Viswanathan Anand had just finished eighth among 10 players in the Leuven leg of the Grand Chess Tour, sometime in the first week of July. Even before he could scramble into the comfort of his hotel bed, many time zones away, in India, reports of a possible 'hint' at retirement surfaced. It wasn't the first such instance and certainly not the last.
"I wonder why everyone wants me to retire," he tells ESPN.
"What I said then was just an expression of frustration and had no significance." Anand had lost the first game from a winning position and he was still unhappy with his performance after winning the third game.
"I just said 'there's no point playing like this', forgetting the angle that could be used. It's almost like some journalists have me on Google Alert for some keywords like 'stop' or 'retire'"
At 47, the Grandmaster has weathered many a low and knows that such talk can't be wished away. An antidote that often works: a good laugh.
"It's funny actually. It doesn't bother me really but it can be frustrating when your friends read it somewhere and you have to clarify. I think I just have to be careful so as to not use 'key' words which could trigger it. I just said what came to my mind then and in hindsight, it was a mistake."

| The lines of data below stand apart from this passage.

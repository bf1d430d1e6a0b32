//! Incremental reconstruction of an assistant message from partial
//! `stream_event` notifications.
//!
//! Each content block moves `start → delta* → stop`. The accumulator keys
//! blocks by the event's `index`; a delta or stop without an index falls
//! back to the most recently opened block that is still open. Events that
//! address a closed or unknown block are dropped: the agent is the
//! untrusted half of the protocol and drift there must not break the
//! consumer.

use std::collections::HashMap;

use serde_json::Value;
use tracing::{debug, warn};

use crate::models::message::{AssistantMessage, ContentBlock, JsonMap};
use crate::protocol::decoder::{coerce_u64, parse_content_block};

/// Name reported for a tool result whose tool-use id was never seen.
pub const UNKNOWN_TOOL: &str = "unknown";

/// Tool-use id → tool name, recorded when a `tool_use` block starts.
///
/// The protocol never repeats the tool name on the result block, so the
/// registry keeps one map per session across exchanges.
#[derive(Debug, Clone, Default, PartialEq, Eq)]
pub struct ToolNameMap {
    names: HashMap<String, String>,
}

impl ToolNameMap {
    /// Empty map.
    #[must_use]
    pub fn new() -> Self {
        Self::default()
    }

    /// Remember the tool name for `tool_use_id`.
    pub fn record(&mut self, tool_use_id: impl Into<String>, name: impl Into<String>) {
        self.names.insert(tool_use_id.into(), name.into());
    }

    /// Record every `tool_use` block in `blocks`.
    pub fn record_blocks(&mut self, blocks: &[ContentBlock]) {
        for block in blocks {
            if let ContentBlock::ToolUse { id, name, .. } = block {
                self.record(id.clone(), name.clone());
            }
        }
    }

    /// Tool name for `tool_use_id`, or [`UNKNOWN_TOOL`].
    #[must_use]
    pub fn resolve(&self, tool_use_id: &str) -> &str {
        self.names
            .get(tool_use_id)
            .map_or(UNKNOWN_TOOL, String::as_str)
    }

    /// Number of recorded tool uses.
    #[must_use]
    pub fn len(&self) -> usize {
        self.names.len()
    }

    /// Whether nothing has been recorded.
    #[must_use]
    pub fn is_empty(&self) -> bool {
        self.names.is_empty()
    }
}

/// Incremental piece of a content block.
#[derive(Debug, Clone, PartialEq, Eq)]
pub enum BlockDelta {
    /// `text_delta`.
    Text(String),
    /// `thinking_delta`.
    Thinking(String),
    /// `signature_delta` for a thinking block.
    Signature(String),
    /// `input_json_delta`: a fragment of the tool input document.
    InputJson(String),
}

/// Observable effect of one stream event.
#[derive(Debug, Clone, PartialEq)]
pub enum StreamUpdate {
    /// A block was opened.
    BlockStarted {
        /// Block index as declared by the agent.
        index: u64,
        /// Block as initially declared.
        block: ContentBlock,
    },
    /// A block grew; carries only the increment.
    BlockDelta {
        /// Index of the block that grew.
        index: u64,
        /// The increment.
        delta: BlockDelta,
    },
    /// A block was closed.
    BlockStopped {
        /// Index of the closed block.
        index: u64,
        /// Final block content.
        block: ContentBlock,
    },
}

#[derive(Debug, Clone, Copy, PartialEq, Eq)]
enum BlockState {
    Open,
    Closed,
}

/// Bookkeeping for one entry of `message.content`.
#[derive(Debug)]
struct Slot {
    index: u64,
    state: BlockState,
    input_json: String,
}

/// In-progress assistant message built from stream events.
#[derive(Debug, Default)]
pub struct StreamAccumulator {
    message: AssistantMessage,
    slots: Vec<Slot>,
}

impl StreamAccumulator {
    /// Empty accumulator whose message reports `model` until a
    /// `message_start` event says otherwise.
    #[must_use]
    pub fn new(model: impl Into<String>) -> Self {
        Self {
            message: AssistantMessage {
                model: model.into(),
                ..AssistantMessage::default()
            },
            slots: Vec::new(),
        }
    }

    /// Apply one stream event body.
    ///
    /// `tools` receives the id → name mapping of every `tool_use` block
    /// that starts. Returns `None` for events with no observable effect
    /// (dropped deltas, `message_delta`, `ping`, ...).
    pub fn apply(&mut self, event: &JsonMap, tools: &mut ToolNameMap) -> Option<StreamUpdate> {
        let kind = event.get("type").and_then(Value::as_str).unwrap_or_default();
        match kind {
            "content_block_start" => self.start_block(event, tools),
            "content_block_delta" => self.apply_delta(event),
            "content_block_stop" => self.stop_block(event),
            "message_start" => {
                if let Some(model) = event
                    .get("message")
                    .and_then(|m| m.get("model"))
                    .and_then(Value::as_str)
                {
                    model.clone_into(&mut self.message.model);
                }
                None
            }
            other => {
                debug!(event_type = other, "accumulator: ignoring stream event");
                None
            }
        }
    }

    /// Message built so far.
    #[must_use]
    pub fn message(&self) -> &AssistantMessage {
        &self.message
    }

    /// Whether no block has been started since the last reset.
    #[must_use]
    pub fn is_empty(&self) -> bool {
        self.slots.is_empty()
    }

    /// Number of blocks still open.
    #[must_use]
    pub fn open_blocks(&self) -> usize {
        self.slots
            .iter()
            .filter(|slot| slot.state == BlockState::Open)
            .count()
    }

    /// Close every block still open, in content order, returning a
    /// `BlockStopped` update for each.
    pub fn close_open_blocks(&mut self) -> Vec<StreamUpdate> {
        let mut stopped = Vec::new();
        for pos in 0..self.slots.len() {
            if self.slots[pos].state == BlockState::Open {
                let index = self.slots[pos].index;
                debug!(index, "accumulator: force-closing open block");
                self.close(pos);
                stopped.push(StreamUpdate::BlockStopped {
                    index,
                    block: self.message.content[pos].clone(),
                });
            }
        }
        stopped
    }

    /// Force-close every open block and take the message, leaving the
    /// accumulator empty. Returns `None` when no block was started.
    ///
    /// Call [`close_open_blocks`](Self::close_open_blocks) first to observe
    /// the blocks this closes.
    pub fn finish(&mut self) -> Option<AssistantMessage> {
        self.close_open_blocks();
        if self.slots.is_empty() {
            return None;
        }
        self.slots.clear();
        let model = self.message.model.clone();
        Some(std::mem::replace(
            &mut self.message,
            AssistantMessage {
                model,
                ..AssistantMessage::default()
            },
        ))
    }

    /// Discard all progress, keeping the model.
    pub fn reset(&mut self) {
        self.slots.clear();
        self.message.content.clear();
    }

    // ── Event handlers ────────────────────────────────────────────────────────

    fn start_block(&mut self, event: &JsonMap, tools: &mut ToolNameMap) -> Option<StreamUpdate> {
        let index = event
            .get("index")
            .and_then(coerce_u64)
            .unwrap_or_else(|| u64::try_from(self.slots.len()).unwrap_or(u64::MAX));

        let Some(raw) = event.get("content_block") else {
            warn!(index, "accumulator: content_block_start without content_block");
            return None;
        };
        let block = match parse_content_block(raw) {
            Ok(block) => block,
            Err(err) => {
                warn!(index, error = %err, "accumulator: undecodable content_block_start");
                return None;
            }
        };

        if let ContentBlock::ToolUse { id, name, .. } = &block {
            tools.record(id.clone(), name.clone());
        }

        self.slots.push(Slot {
            index,
            state: BlockState::Open,
            input_json: String::new(),
        });
        self.message.content.push(block.clone());
        Some(StreamUpdate::BlockStarted { index, block })
    }

    fn apply_delta(&mut self, event: &JsonMap) -> Option<StreamUpdate> {
        let pos = self.locate(event)?;
        let index = self.slots[pos].index;

        let delta = event.get("delta").and_then(Value::as_object)?;
        let delta_kind = delta.get("type").and_then(Value::as_str).unwrap_or_default();
        let field = |name: &str| delta.get(name).and_then(Value::as_str).unwrap_or_default();

        let applied = match (&mut self.message.content[pos], delta_kind) {
            (ContentBlock::Text { text }, "text_delta") => {
                let piece = field("text");
                text.push_str(piece);
                BlockDelta::Text(piece.to_owned())
            }
            (ContentBlock::Thinking { text, .. }, "thinking_delta") => {
                let piece = field("thinking");
                text.push_str(piece);
                BlockDelta::Thinking(piece.to_owned())
            }
            (ContentBlock::Thinking { signature, .. }, "signature_delta") => {
                let piece = field("signature");
                signature.push_str(piece);
                BlockDelta::Signature(piece.to_owned())
            }
            (ContentBlock::ToolUse { .. }, "input_json_delta") => {
                let piece = field("partial_json");
                self.slots[pos].input_json.push_str(piece);
                BlockDelta::InputJson(piece.to_owned())
            }
            (block, other) => {
                debug!(
                    index,
                    block_type = block.kind(),
                    delta_type = other,
                    "accumulator: dropping delta that does not match block"
                );
                return None;
            }
        };

        Some(StreamUpdate::BlockDelta {
            index,
            delta: applied,
        })
    }

    fn stop_block(&mut self, event: &JsonMap) -> Option<StreamUpdate> {
        let pos = self.locate(event)?;
        self.close(pos);
        Some(StreamUpdate::BlockStopped {
            index: self.slots[pos].index,
            block: self.message.content[pos].clone(),
        })
    }

    // ── Helpers ───────────────────────────────────────────────────────────────

    /// Position of the open block an event addresses.
    fn locate(&self, event: &JsonMap) -> Option<usize> {
        if let Some(index) = event.get("index").and_then(coerce_u64) {
            let Some(pos) = self.slots.iter().rposition(|slot| slot.index == index) else {
                debug!(index, "accumulator: dropping event for unknown block");
                return None;
            };
            if self.slots[pos].state == BlockState::Closed {
                debug!(index, "accumulator: dropping event for closed block");
                return None;
            }
            return Some(pos);
        }

        if self.open_blocks() > 1 {
            debug!("accumulator: index-less event with several open blocks, using latest");
        }
        let found = self
            .slots
            .iter()
            .rposition(|slot| slot.state == BlockState::Open);
        if found.is_none() {
            debug!("accumulator: dropping index-less event, no open block");
        }
        found
    }

    fn close(&mut self, pos: usize) {
        let slot = &mut self.slots[pos];
        slot.state = BlockState::Closed;
        if slot.input_json.trim().is_empty() {
            return;
        }
        let raw = std::mem::take(&mut slot.input_json);
        if let ContentBlock::ToolUse { id, input, .. } = &mut self.message.content[pos] {
            match serde_json::from_str::<JsonMap>(&raw) {
                Ok(parsed) => *input = parsed,
                Err(err) => {
                    warn!(tool_use_id = %id, error = %err, "accumulator: tool input is not a JSON object");
                }
            }
        }
    }
}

"Till he really sits down opposite me, it's all very abstract. Once he does, a lot of old memories could be triggered" Anand on playing Kasparov again
His old-time foe and one of the most towering names in the sport, Garry Kasparov recently announced his decision to come out of retirement, after having quit the sport 12 years ago. Kasparov will play Anand in two blitz and one rapid game at the St Louis tournament in August. Anand is piqued at how the contest would unfold. "It's quite interesting. I think it's very good for the event because it will attract all that attention. I know he won't volunteer for something on the spur of it. He's not the impulsive, 'oh I feel lucky today' types, so I'm assuming he'll be well prepared."
Taking a mild swipe at the rather poor record he holds against Kasparov -- 5 wins, 27 losses and 43 draws - in characteristic style, he says: "My record with him was not very good when he stopped. It didn't improve after he stopped either. If you look at it, our combined age would be equal to that of 6-7 participants in the tournament. Till he really sits down opposite me, it's all very abstract. Once he does, a lot of old memories could be triggered. I hope my form improves by then."
Losing a chance to win his tenth title in Leon, Spain, last week, Anand is far from pleased with his run of form. "Obviously it wasn't great. I found my play was very sluggish especially in Belgium. I was really missing a lot of opportunities so I think some correction is in order. The faster time controls, I don't play too often, so it takes me longer to warm up into them."
Central to his current plans are preparations for the Chess World Cup in Georgia in September. The top two finishers will qualify for next year's eight-player Candidates tournament which will decide Magnus Carlsen's challenger for the 2018 World Championship. "My first aim," he adds over a pause, "is to qualify playing in a tournament (World Cup) which is very unpredictable in nature. Once I get through it, I'll think about Candidates."
The reigning champion, Carlsen's form too in the recent past has been far from dominating.
Slipping into inconsistent performances and running the risk of even losing his top spot in the rankings which he's held since July 2011, the Nordic, Anand says, is certainly not in his best right now. "He's clearly affected in some way. It's very hard to maintain that kind of domination. It could have nothing to do with him, more to do with his rivals actually. That's how these rivalries work, one drives over another and everybody kind of reacts so over the next couple of tournaments we'll know for sure whether it's the others or just him."
Away from chess, the Indian is rooting for Roger Federer's quest for his 19th Slam. In some way, he relates to the Swiss' predicament and feels he could draw a mini-victory from it too.
Both have the same foes - age and younger opponents. Both hold the promise of one more big win.
"You have these people you're worried about, your main rivals whom you think heavily of and then they suddenly drop out. Now that Nadal, Djokovic and Murray are gone it could either help him or he could relax," he says, "You can roughly compare a 35-year-old tennis player and a 47-year-old chess player. I try to learn from him. People like Federer tell you that you can still hang in there."